*Description of the task*: Report every line below that carries the word "NaiveDateTime".

------ Exercise inputs ------

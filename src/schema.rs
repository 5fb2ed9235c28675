//! Schema inference snapshots and their YAML persistence.
//!
//! A [`SchemaInference`] is the immutable result of probing one upload:
//! the per-column canonical mapping, row count, the dataset's date range
//! when a timestamp column was mapped, distinct counts for mapped columns,
//! and the content hash that keys cached snapshots. Produced once per
//! upload and replaced wholesale on the next one.

use std::{
    collections::{BTreeMap, HashSet},
    fs::File,
    io::BufReader,
    path::Path,
};

use anyhow::{Context, Result};
use chrono::NaiveDateTime;
use serde::{Deserialize, Serialize};

use crate::{
    ingest::RawTable,
    mapper::{self, CanonicalField, ColumnInference, ColumnMap, MappingWarning},
    value,
};

pub const CURRENT_META_VERSION: &str = "1.0.0";

#[derive(Debug, Clone, Serialize, Deserialize)]
pub struct SchemaInference {
    pub columns: Vec<ColumnInference>,
    pub row_count: usize,
    #[serde(default, skip_serializing_if = "Option::is_none")]
    pub min_date: Option<NaiveDateTime>,
    #[serde(default, skip_serializing_if = "Option::is_none")]
    pub max_date: Option<NaiveDateTime>,
    #[serde(default, skip_serializing_if = "BTreeMap::is_empty")]
    pub distinct_counts: BTreeMap<String, usize>,
    pub content_hash: String,
    #[serde(default, skip_serializing_if = "Option::is_none")]
    pub meta_version: Option<String>,
}

impl SchemaInference {
    /// Probes a raw table: classifies every column independently, then
    /// derives the snapshot-level facts. The date range is only computed
    /// when a timestamp column was mapped; distinct counts cover mapped
    /// columns only.
    pub fn from_table(table: &RawTable) -> Self {
        let columns: Vec<ColumnInference> =
            table.columns().iter().map(|name| mapper::infer(name)).collect();
        let (mapping, _) = mapper::build_column_map(&columns);

        let mut distinct_counts = BTreeMap::new();
        for raw_name in mapping.values() {
            if let Some(idx) = table.column_index(raw_name) {
                let mut seen: HashSet<&str> = HashSet::new();
                for row in table.rows() {
                    if let Some(cell) = row.get(idx) {
                        let trimmed = cell.trim();
                        if !trimmed.is_empty() {
                            seen.insert(trimmed);
                        }
                    }
                }
                distinct_counts.insert(raw_name.clone(), seen.len());
            }
        }

        let (min_date, max_date) = match mapping
            .get(&CanonicalField::Timestamp)
            .and_then(|name| table.column_index(name))
        {
            Some(idx) => date_range(table, idx),
            None => (None, None),
        };

        Self {
            columns,
            row_count: table.row_count(),
            min_date,
            max_date,
            distinct_counts,
            content_hash: table.content_hash().to_string(),
            meta_version: Some(CURRENT_META_VERSION.to_string()),
        }
    }

    /// Re-folds the stored inference set into the canonical column map,
    /// surfacing any duplicate-field collisions.
    pub fn column_map(&self) -> (ColumnMap, Vec<MappingWarning>) {
        mapper::build_column_map(&self.columns)
    }

    /// True when this snapshot was probed from the given table's bytes.
    pub fn matches_content(&self, table: &RawTable) -> bool {
        self.content_hash == table.content_hash()
    }

    pub fn to_yaml_string(&self) -> Result<String> {
        serde_yaml::to_string(self).context("Serializing inference snapshot to YAML")
    }

    pub fn save(&self, path: &Path) -> Result<()> {
        let file =
            File::create(path).with_context(|| format!("Creating meta file {path:?}"))?;
        serde_yaml::to_writer(file, self).context("Writing inference snapshot YAML")
    }

    pub fn load(path: &Path) -> Result<Self> {
        let file = File::open(path).with_context(|| format!("Opening meta file {path:?}"))?;
        let reader = BufReader::new(file);
        serde_yaml::from_reader(reader).context("Parsing inference snapshot YAML")
    }
}

fn date_range(table: &RawTable, column: usize) -> (Option<NaiveDateTime>, Option<NaiveDateTime>) {
    let mut min = None;
    let mut max = None;
    for row in table.rows() {
        let Some(ts) = row.get(column).and_then(|cell| value::cast_timestamp(cell)) else {
            continue;
        };
        min = Some(match min {
            Some(current) if current < ts => current,
            _ => ts,
        });
        max = Some(match max {
            Some(current) if current > ts => current,
            _ => ts,
        });
    }
    (min, max)
}

#[cfg(test)]
mod tests {
    use super::*;
    use crate::ingest::RawTable;

    fn orders_table() -> RawTable {
        RawTable::from_rows(
            vec![
                "order_id".to_string(),
                "product_name".to_string(),
                "order_date".to_string(),
                "notes".to_string(),
            ],
            vec![
                vec![
                    "1".to_string(),
                    "widget".to_string(),
                    "2024-01-05".to_string(),
                    "x".to_string(),
                ],
                vec![
                    "2".to_string(),
                    "widget".to_string(),
                    "2024-02-01".to_string(),
                    "y".to_string(),
                ],
                vec![
                    "3".to_string(),
                    "gadget".to_string(),
                    "bogus".to_string(),
                    "z".to_string(),
                ],
            ],
        )
        .expect("fixture table")
    }

    #[test]
    fn snapshot_counts_rows_and_distincts_for_mapped_columns_only() {
        let inference = SchemaInference::from_table(&orders_table());
        assert_eq!(inference.row_count, 3);
        assert_eq!(inference.distinct_counts.get("product_name"), Some(&2));
        assert!(!inference.distinct_counts.contains_key("notes"));
    }

    #[test]
    fn date_range_skips_unparseable_cells() {
        let inference = SchemaInference::from_table(&orders_table());
        // order_date maps to order_id by precedence, so no timestamp field
        // is mapped here and the range stays empty.
        assert_eq!(inference.min_date, None);
        assert_eq!(inference.max_date, None);
    }

    #[test]
    fn timestamp_mapping_produces_a_date_range() {
        let table = RawTable::from_rows(
            vec!["product".to_string(), "created_at".to_string()],
            vec![
                vec!["a".to_string(), "2024-03-01".to_string()],
                vec!["b".to_string(), "2024-01-15".to_string()],
                vec!["c".to_string(), "garbage".to_string()],
            ],
        )
        .expect("fixture table");
        let inference = SchemaInference::from_table(&table);
        assert_eq!(
            inference.min_date.map(|d| d.format("%Y-%m-%d").to_string()),
            Some("2024-01-15".to_string())
        );
        assert_eq!(
            inference.max_date.map(|d| d.format("%Y-%m-%d").to_string()),
            Some("2024-03-01".to_string())
        );
    }

    #[test]
    fn yaml_round_trip_preserves_the_snapshot() {
        let inference = SchemaInference::from_table(&orders_table());
        let yaml = inference.to_yaml_string().expect("to yaml");
        let parsed: SchemaInference = serde_yaml::from_str(&yaml).expect("from yaml");
        assert_eq!(parsed.row_count, inference.row_count);
        assert_eq!(parsed.content_hash, inference.content_hash);
        assert_eq!(parsed.columns.len(), inference.columns.len());
        assert_eq!(
            parsed.columns[0].canonical_name,
            inference.columns[0].canonical_name
        );
    }
}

------

*Written solution*:
use chrono::NaiveDateTime;
    pub min_date: Option<NaiveDateTime>,
    pub max_date: Option<NaiveDateTime>,
fn date_range(table: &RawTable, column: usize) -> (Option<NaiveDateTime>, Option<NaiveDateTime>) {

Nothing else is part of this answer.